=== Begin Enclosure ===

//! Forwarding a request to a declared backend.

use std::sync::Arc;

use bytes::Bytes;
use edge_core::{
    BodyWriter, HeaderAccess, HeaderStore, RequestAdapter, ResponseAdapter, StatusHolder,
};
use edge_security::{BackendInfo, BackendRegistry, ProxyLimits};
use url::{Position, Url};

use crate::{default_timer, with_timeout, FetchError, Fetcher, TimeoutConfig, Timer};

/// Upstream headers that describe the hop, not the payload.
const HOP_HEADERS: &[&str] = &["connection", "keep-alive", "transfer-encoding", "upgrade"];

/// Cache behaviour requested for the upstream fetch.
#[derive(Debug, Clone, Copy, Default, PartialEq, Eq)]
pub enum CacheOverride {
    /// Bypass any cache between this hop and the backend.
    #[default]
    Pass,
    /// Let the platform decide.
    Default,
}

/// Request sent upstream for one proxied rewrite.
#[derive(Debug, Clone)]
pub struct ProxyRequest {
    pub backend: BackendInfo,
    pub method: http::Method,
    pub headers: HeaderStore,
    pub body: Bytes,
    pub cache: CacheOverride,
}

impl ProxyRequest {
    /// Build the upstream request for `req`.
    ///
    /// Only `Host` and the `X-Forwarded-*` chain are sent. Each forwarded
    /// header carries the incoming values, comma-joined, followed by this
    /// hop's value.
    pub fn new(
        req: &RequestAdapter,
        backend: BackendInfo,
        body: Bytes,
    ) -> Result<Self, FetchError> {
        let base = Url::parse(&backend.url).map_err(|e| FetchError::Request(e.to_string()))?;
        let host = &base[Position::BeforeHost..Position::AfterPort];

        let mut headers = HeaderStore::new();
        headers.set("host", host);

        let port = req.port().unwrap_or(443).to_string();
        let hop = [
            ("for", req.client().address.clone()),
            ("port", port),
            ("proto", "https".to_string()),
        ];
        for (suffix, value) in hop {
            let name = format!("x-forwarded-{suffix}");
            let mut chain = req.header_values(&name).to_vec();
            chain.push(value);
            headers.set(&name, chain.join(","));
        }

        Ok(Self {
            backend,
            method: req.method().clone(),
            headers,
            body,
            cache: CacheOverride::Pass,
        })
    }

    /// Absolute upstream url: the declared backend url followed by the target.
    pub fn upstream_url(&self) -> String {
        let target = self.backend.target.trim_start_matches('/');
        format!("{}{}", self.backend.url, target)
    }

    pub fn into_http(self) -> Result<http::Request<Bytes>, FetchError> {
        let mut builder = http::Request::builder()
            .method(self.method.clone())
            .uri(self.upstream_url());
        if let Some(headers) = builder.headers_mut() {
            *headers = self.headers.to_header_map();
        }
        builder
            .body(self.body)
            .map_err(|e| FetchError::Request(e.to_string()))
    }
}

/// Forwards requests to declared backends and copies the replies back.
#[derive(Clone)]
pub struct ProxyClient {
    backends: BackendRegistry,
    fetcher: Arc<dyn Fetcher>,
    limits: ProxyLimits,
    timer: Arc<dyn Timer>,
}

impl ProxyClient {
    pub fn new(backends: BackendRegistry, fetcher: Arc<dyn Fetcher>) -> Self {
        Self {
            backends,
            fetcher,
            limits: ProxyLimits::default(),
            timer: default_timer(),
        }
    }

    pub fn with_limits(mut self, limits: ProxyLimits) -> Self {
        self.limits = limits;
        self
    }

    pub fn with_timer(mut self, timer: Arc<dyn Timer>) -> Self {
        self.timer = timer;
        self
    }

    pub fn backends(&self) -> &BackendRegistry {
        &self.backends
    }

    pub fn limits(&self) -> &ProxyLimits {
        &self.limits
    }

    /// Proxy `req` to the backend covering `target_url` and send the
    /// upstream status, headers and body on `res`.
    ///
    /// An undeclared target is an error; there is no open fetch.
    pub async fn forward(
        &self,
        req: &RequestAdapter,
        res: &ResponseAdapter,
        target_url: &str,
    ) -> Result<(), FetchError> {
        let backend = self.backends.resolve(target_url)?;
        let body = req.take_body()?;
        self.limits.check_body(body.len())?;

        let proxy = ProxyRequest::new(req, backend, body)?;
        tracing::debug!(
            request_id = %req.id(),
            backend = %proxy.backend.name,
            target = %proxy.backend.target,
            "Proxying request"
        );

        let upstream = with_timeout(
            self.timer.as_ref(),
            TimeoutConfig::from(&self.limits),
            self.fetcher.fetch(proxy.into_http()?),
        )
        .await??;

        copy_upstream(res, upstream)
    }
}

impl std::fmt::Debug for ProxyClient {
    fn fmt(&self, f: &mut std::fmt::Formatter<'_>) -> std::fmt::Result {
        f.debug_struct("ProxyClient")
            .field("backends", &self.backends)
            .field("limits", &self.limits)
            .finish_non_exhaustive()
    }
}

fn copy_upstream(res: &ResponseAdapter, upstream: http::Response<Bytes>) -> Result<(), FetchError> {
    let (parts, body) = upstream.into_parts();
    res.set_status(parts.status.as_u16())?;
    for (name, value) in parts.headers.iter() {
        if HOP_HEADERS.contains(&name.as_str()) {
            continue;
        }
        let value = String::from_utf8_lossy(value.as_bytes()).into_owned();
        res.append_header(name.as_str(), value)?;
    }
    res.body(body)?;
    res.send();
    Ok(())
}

=== End Enclosure ===
=== Begin Enclosure ===

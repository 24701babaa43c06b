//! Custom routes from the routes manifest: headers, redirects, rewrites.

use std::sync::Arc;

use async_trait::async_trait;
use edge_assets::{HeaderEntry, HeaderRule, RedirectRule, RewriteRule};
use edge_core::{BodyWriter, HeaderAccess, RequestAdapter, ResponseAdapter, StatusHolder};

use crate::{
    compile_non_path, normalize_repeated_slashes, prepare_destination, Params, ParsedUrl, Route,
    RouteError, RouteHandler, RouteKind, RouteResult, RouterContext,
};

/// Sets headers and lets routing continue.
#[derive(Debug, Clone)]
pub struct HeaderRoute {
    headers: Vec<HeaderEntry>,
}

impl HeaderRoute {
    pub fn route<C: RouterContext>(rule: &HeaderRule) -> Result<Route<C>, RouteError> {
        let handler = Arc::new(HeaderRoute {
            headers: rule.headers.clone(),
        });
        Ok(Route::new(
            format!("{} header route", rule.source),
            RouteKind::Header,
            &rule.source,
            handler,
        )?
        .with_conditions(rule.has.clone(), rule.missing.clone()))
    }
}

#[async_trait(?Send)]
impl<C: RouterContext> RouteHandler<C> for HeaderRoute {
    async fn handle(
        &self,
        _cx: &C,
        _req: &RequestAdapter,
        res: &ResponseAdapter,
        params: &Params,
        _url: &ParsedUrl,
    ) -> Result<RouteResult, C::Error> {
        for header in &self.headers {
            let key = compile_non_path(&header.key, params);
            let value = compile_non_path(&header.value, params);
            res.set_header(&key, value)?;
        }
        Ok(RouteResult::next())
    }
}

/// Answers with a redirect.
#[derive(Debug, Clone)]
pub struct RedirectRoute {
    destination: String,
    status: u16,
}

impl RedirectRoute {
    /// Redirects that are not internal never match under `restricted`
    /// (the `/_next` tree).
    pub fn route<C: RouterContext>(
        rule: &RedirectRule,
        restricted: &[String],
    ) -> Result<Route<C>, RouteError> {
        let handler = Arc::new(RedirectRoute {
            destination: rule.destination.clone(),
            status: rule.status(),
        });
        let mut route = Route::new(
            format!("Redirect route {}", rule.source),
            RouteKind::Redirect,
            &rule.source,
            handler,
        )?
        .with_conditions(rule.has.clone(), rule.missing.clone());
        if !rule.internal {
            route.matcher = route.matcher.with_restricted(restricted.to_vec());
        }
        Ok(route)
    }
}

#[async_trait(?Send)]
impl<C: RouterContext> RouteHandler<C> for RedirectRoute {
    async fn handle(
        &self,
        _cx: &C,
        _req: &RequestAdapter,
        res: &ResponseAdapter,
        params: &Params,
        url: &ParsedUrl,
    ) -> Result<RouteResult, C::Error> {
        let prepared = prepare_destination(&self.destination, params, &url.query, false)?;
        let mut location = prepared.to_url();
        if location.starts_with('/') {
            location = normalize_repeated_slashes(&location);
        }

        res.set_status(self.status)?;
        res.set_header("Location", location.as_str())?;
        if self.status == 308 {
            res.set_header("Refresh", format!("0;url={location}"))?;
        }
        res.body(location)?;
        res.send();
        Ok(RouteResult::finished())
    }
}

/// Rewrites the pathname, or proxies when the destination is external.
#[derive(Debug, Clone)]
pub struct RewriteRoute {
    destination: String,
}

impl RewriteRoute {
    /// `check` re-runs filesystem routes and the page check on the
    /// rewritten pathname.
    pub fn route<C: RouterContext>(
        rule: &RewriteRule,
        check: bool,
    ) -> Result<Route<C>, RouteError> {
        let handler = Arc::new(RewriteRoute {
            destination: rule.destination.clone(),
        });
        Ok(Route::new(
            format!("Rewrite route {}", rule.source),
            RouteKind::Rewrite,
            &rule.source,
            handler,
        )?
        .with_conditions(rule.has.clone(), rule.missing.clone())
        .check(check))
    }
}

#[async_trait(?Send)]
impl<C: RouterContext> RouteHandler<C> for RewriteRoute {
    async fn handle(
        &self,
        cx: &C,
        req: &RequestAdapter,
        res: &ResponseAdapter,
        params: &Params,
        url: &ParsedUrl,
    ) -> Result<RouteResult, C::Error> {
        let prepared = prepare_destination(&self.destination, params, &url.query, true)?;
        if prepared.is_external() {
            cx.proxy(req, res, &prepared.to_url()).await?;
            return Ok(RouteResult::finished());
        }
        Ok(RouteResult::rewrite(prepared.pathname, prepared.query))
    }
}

=== End Enclosure ===

### WHAT YOU NEED TO DO
Count the lines of the data above where the string "ProxyRequest" shows up; reply with the number only.

### SOLUTION TO THIS TASK
3